In the listing that follows, the range to quote begins at the line that has "let revived = self.status.send_if_modified(|status|" and ends after the line that has "let token = auth_token"; quote it verbatim and add nothing.
::::::::
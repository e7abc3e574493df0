//! Connection manager for the push channel
//!
//! One manager owns at most one underlying connection. Callers receive
//! reference-counted [`ConnectionHandle`]s; the connection is torn down when
//! the last handle is released. Subjects are subscribed through
//! [`Subscription`] guards, also reference counted, so the wire-level
//! unsubscribe is only sent when the last view of a subject goes away.
//!
//! A background driver task owns the actual transport. It reconnects with a
//! capped exponential backoff, re-subscribes every routed subject after each
//! successful connect, and settles disconnected once the attempt budget is
//! spent. A settled connection starts over when a new handle is requested.

use serde::{Deserialize, Serialize};
use std::collections::HashMap;
use std::sync::{Arc, Mutex, MutexGuard, PoisonError};

use taplive_core::{
    parse_frame, ClientMessage, LiveError, LiveEvent, ReconnectPolicy, Result, SubjectId,
};
use tokio::sync::{broadcast, mpsc, watch, Notify};
use tokio_util::sync::CancellationToken;
use tracing::{debug, info, warn};

use crate::transport::{Connector, Transport};

/// Per-subject event buffer. Slow views skip ahead rather than block the driver.
const EVENT_BUFFER: usize = 256;

/// Lifecycle of the underlying connection
#[derive(Debug, Clone, Copy, PartialEq, Eq, Serialize, Deserialize)]
#[serde(rename_all = "snake_case", tag = "state")]
pub enum LinkStatus {
    /// First connection attempt in progress
    Connecting,
    /// Session open, subjects subscribed
    Connected,
    /// Waiting before reconnect attempt `attempt`
    Reconnecting { attempt: u32 },
    /// Attempt budget exhausted; the next `connect` starts a fresh budget
    Settled,
    /// Released by its last handle
    Closed,
}

impl LinkStatus {
    pub fn is_connected(&self) -> bool {
        matches!(self, Self::Connected)
    }
}

struct Route {
    refs: usize,
    sender: broadcast::Sender<LiveEvent>,
}

type Routes = HashMap<SubjectId, Route>;

/// One underlying connection and its driver
struct Link {
    id: u64,
    routes: Arc<Mutex<Routes>>,
    commands: mpsc::UnboundedSender<ClientMessage>,
    status: Arc<watch::Sender<LinkStatus>>,
    retry: Arc<Notify>,
    cancel: CancellationToken,
}

impl Link {
    /// Wake a settled driver. No-op in any other state.
    fn revive(&self) -> bool {
        let revived = self.status.send_if_modified(|status| {
            if *status != LinkStatus::Settled {
                return false;
            }
            *status = LinkStatus::Connecting;
            true
        });
        if revived {
            self.retry.notify_one();
        }
        revived
    }
}

struct Active {
    link: Arc<Link>,
    refs: usize,
}

#[derive(Default)]
struct Registry {
    next_id: u64,
    active: Option<Active>,
}

fn lock<T>(mutex: &Mutex<T>) -> MutexGuard<'_, T> {
    mutex.lock().unwrap_or_else(PoisonError::into_inner)
}

/// Owns the single shared push connection
pub struct ConnectionManager {
    connector: Arc<dyn Connector>,
    policy: ReconnectPolicy,
    registry: Arc<Mutex<Registry>>,
}

impl ConnectionManager {
    pub fn new(connector: Arc<dyn Connector>, policy: ReconnectPolicy) -> Self {
        Self {
            connector,
            policy,
            registry: Arc::new(Mutex::new(Registry::default())),
        }
    }

    /// Open the connection, or join the one already open.
    ///
    /// Must be called from within a tokio runtime. Fails only when no
    /// credential is available; transport problems are reported through
    /// [`ConnectionHandle::status`].
    pub fn connect(&self, auth_token: Option<&str>) -> Result<ConnectionHandle> {
        let token = auth_token
            .map(str::trim)
            .filter(|token| !token.is_empty())
            .ok_or(LiveError::MissingCredential)?;

        let mut registry = lock(&self.registry);
        if let Some(active) = registry.active.as_mut() {
            active.refs += 1;
            if active.link.revive() {
                info!("Retrying settled push connection {}", active.link.id);
            }
            debug!(
                "Reusing push connection {} ({} handles)",
                active.link.id, active.refs
            );
            return Ok(ConnectionHandle {
                link: Arc::clone(&active.link),
                registry: Arc::clone(&self.registry),
            });
        }

        registry.next_id += 1;
        let link = spawn_link(
            registry.next_id,
            Arc::clone(&self.connector),
            token.to_string(),
            self.policy.clone(),
        );
        info!("Opening push connection {}", link.id);
        registry.active = Some(Active {
            link: Arc::clone(&link),
            refs: 1,
        });

        Ok(ConnectionHandle {
            link,
            registry: Arc::clone(&self.registry),
        })
    }

    /// Start receiving events for `subject`
    pub fn subscribe(&self, handle: &ConnectionHandle, subject: SubjectId) -> Subscription {
        let link = &handle.link;
        let sender = {
            let mut routes = lock(&link.routes);
            let route = routes.entry(subject).or_insert_with(|| Route {
                refs: 0,
                sender: broadcast::channel(EVENT_BUFFER).0,
            });
            route.refs += 1;
            if route.refs == 1 {
                // Ignored when the driver is gone; reconnects resubscribe from the routes
                let _ = link
                    .commands
                    .send(ClientMessage::Subscribe { event_id: subject });
            }
            route.sender.clone()
        };
        debug!("Subscribed to event {} on connection {}", subject, link.id);

        Subscription {
            subject,
            sender,
            routes: Arc::clone(&link.routes),
            commands: link.commands.clone(),
        }
    }

    /// Stop receiving events for the subscription's subject
    pub fn unsubscribe(&self, _handle: &ConnectionHandle, subscription: Subscription) {
        drop(subscription);
    }

    /// Release a handle. The connection closes with the last one.
    pub fn disconnect(&self, handle: ConnectionHandle) {
        drop(handle);
    }

    /// Number of live handles on the current connection
    pub fn handle_count(&self) -> usize {
        lock(&self.registry)
            .active
            .as_ref()
            .map(|active| active.refs)
            .unwrap_or(0)
    }

    /// Whether an underlying connection is held open
    pub fn has_connection(&self) -> bool {
        lock(&self.registry).active.is_some()
    }
}

/// Shared use of the underlying connection
pub struct ConnectionHandle {
    link: Arc<Link>,
    registry: Arc<Mutex<Registry>>,
}

impl ConnectionHandle {
    /// Identifier of the underlying connection
    pub fn id(&self) -> u64 {
        self.link.id
    }

    pub fn status(&self) -> LinkStatus {
        *self.link.status.borrow()
    }

    pub fn is_connected(&self) -> bool {
        self.status().is_connected()
    }

    /// Watch status changes
    pub fn watch_status(&self) -> watch::Receiver<LinkStatus> {
        self.link.status.subscribe()
    }
}

impl Drop for ConnectionHandle {
    fn drop(&mut self) {
        let mut registry = lock(&self.registry);
        let release = match registry.active.as_mut() {
            Some(active) if active.link.id == self.link.id => {
                active.refs = active.refs.saturating_sub(1);
                active.refs == 0
            }
            _ => false,
        };
        if release {
            registry.active = None;
            self.link.cancel.cancel();
            info!("Released push connection {}", self.link.id);
        }
    }
}

/// Guard for one view's interest in one subject
pub struct Subscription {
    subject: SubjectId,
    sender: broadcast::Sender<LiveEvent>,
    routes: Arc<Mutex<Routes>>,
    commands: mpsc::UnboundedSender<ClientMessage>,
}

impl Subscription {
    pub fn subject(&self) -> SubjectId {
        self.subject
    }

    /// New receiver for this subject's events. Closes when the subject is
    /// no longer routed.
    pub fn events(&self) -> broadcast::Receiver<LiveEvent> {
        self.sender.subscribe()
    }
}

impl Drop for Subscription {
    fn drop(&mut self) {
        let mut routes = lock(&self.routes);
        let last = match routes.get_mut(&self.subject) {
            Some(route) => {
                route.refs = route.refs.saturating_sub(1);
                route.refs == 0
            }
            None => false,
        };
        if last {
            routes.remove(&self.subject);
            let _ = self.commands.send(ClientMessage::Unsubscribe {
                event_id: self.subject,
            });
            debug!("Unsubscribed from event {}", self.subject);
        }
    }
}

fn spawn_link(
    id: u64,
    connector: Arc<dyn Connector>,
    token: String,
    policy: ReconnectPolicy,
) -> Arc<Link> {
    let routes = Arc::new(Mutex::new(Routes::new()));
    let (commands_tx, commands_rx) = mpsc::unbounded_channel();
    let status = Arc::new(watch::channel(LinkStatus::Connecting).0);
    let retry = Arc::new(Notify::new());
    let cancel = CancellationToken::new();

    let driver = Driver {
        id,
        connector,
        token,
        policy,
        routes: Arc::clone(&routes),
        commands: commands_rx,
        status: Arc::clone(&status),
        retry: Arc::clone(&retry),
        cancel: cancel.clone(),
    };
    tokio::spawn(driver.run());

    Arc::new(Link {
        id,
        routes,
        commands: commands_tx,
        status,
        retry,
        cancel,
    })
}

enum Step {
    Command(Option<ClientMessage>),
    Frame(Option<Result<String>>),
    Shutdown,
}

/// Background task owning the transport
struct Driver {
    id: u64,
    connector: Arc<dyn Connector>,
    token: String,
    policy: ReconnectPolicy,
    routes: Arc<Mutex<Routes>>,
    commands: mpsc::UnboundedReceiver<ClientMessage>,
    status: Arc<watch::Sender<LinkStatus>>,
    retry: Arc<Notify>,
    cancel: CancellationToken,
}

impl Driver {
    async fn run(mut self) {
        let mut failures: u32 = 0;

        loop {
            let attempt = tokio::select! {
                _ = self.cancel.cancelled() => break,
                result = self.connector.connect(&self.token) => result,
            };

            match attempt {
                Ok(mut transport) => {
                    if self.resubscribe(transport.as_mut()).await {
                        self.status.send_replace(LinkStatus::Connected);
                        failures = 0;
                        info!("Push connection {} established", self.id);
                        self.run_session(transport.as_mut()).await;
                    }
                    if self.cancel.is_cancelled() {
                        transport.close().await;
                        break;
                    }
                    warn!("Push connection {} lost", self.id);
                }
                Err(e) => {
                    warn!("Push connection {} attempt failed: {}", self.id, e);
                }
            }

            failures += 1;
            if failures > self.policy.max_attempts {
                warn!(
                    "Push connection {} giving up after {} attempts",
                    self.id, self.policy.max_attempts
                );
                self.status.send_replace(LinkStatus::Settled);
                tokio::select! {
                    _ = self.cancel.cancelled() => break,
                    _ = self.retry.notified() => {}
                }
                info!("Push connection {} starting a new attempt budget", self.id);
                failures = 0;
                continue;
            }

            self.status
                .send_replace(LinkStatus::Reconnecting { attempt: failures });
            let delay = self.policy.delay_for(failures);
            debug!(
                "Push connection {} reconnecting in {:?} (attempt {}/{})",
                self.id, delay, failures, self.policy.max_attempts
            );
            tokio::select! {
                _ = self.cancel.cancelled() => break,
                _ = tokio::time::sleep(delay) => {}
            }
        }

        self.status.send_replace(LinkStatus::Closed);
        debug!("Push connection {} driver stopped", self.id);
    }

    /// Subscribe every routed subject on a fresh session
    async fn resubscribe(&mut self, transport: &mut dyn Transport) -> bool {
        // Queued commands predate this session; the route table is authoritative.
        // Route changes queue their command under this lock, so none slips between.
        let subjects: Vec<SubjectId> = {
            let routes = lock(&self.routes);
            while self.commands.try_recv().is_ok() {}
            routes.keys().copied().collect()
        };
        for subject in subjects {
            if let Err(e) = transport
                .send(&ClientMessage::Subscribe { event_id: subject })
                .await
            {
                warn!("Resubscribe to event {} failed: {}", subject, e);
                return false;
            }
        }
        true
    }

    async fn run_session(&mut self, transport: &mut dyn Transport) {
        loop {
            let step = tokio::select! {
                _ = self.cancel.cancelled() => Step::Shutdown,
                command = self.commands.recv() => Step::Command(command),
                frame = transport.recv() => Step::Frame(frame),
            };

            match step {
                Step::Shutdown | Step::Command(None) => return,
                Step::Command(Some(message)) => {
                    if let Err(e) = transport.send(&message).await {
                        warn!("Push connection {} send failed: {}", self.id, e);
                        return;
                    }
                }
                Step::Frame(Some(Ok(text))) => self.dispatch(&text),
                Step::Frame(Some(Err(e))) => {
                    warn!("Push connection {} read failed: {}", self.id, e);
                    return;
                }
                Step::Frame(None) => {
                    debug!("Push connection {} closed by server", self.id);
                    return;
                }
            }
        }
    }

    fn dispatch(&self, text: &str) {
        let frame = match parse_frame(text) {
            Ok(frame) => frame,
            Err(e) => {
                debug!("Dropping frame on connection {}: {}", self.id, e);
                return;
            }
        };

        let routes = lock(&self.routes);
        match routes.get(&frame.event_id) {
            // No receivers is not an error: the view may be between renders
            Some(route) => {
                let _ = route.sender.send(frame.event);
            }
            None => debug!("No subscriber for event {}", frame.event_id),
        }
    }
}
::::::::
### RESULT BELOW
        let revived = self.status.send_if_modified(|status| {
            if *status != LinkStatus::Settled {
                return false;
            }
            *status = LinkStatus::Connecting;
            true
        });
        if revived {
            self.retry.notify_one();
        }
        revived
    }
}

struct Active {
    link: Arc<Link>,
    refs: usize,
}

#[derive(Default)]
struct Registry {
    next_id: u64,
    active: Option<Active>,
}

fn lock<T>(mutex: &Mutex<T>) -> MutexGuard<'_, T> {
    mutex.lock().unwrap_or_else(PoisonError::into_inner)
}

/// Owns the single shared push connection
pub struct ConnectionManager {
    connector: Arc<dyn Connector>,
    policy: ReconnectPolicy,
    registry: Arc<Mutex<Registry>>,
}

impl ConnectionManager {
    pub fn new(connector: Arc<dyn Connector>, policy: ReconnectPolicy) -> Self {
        Self {
            connector,
            policy,
            registry: Arc::new(Mutex::new(Registry::default())),
        }
    }

    /// Open the connection, or join the one already open.
    ///
    /// Must be called from within a tokio runtime. Fails only when no
    /// credential is available; transport problems are reported through
    /// [`ConnectionHandle::status`].
    pub fn connect(&self, auth_token: Option<&str>) -> Result<ConnectionHandle> {
        let token = auth_token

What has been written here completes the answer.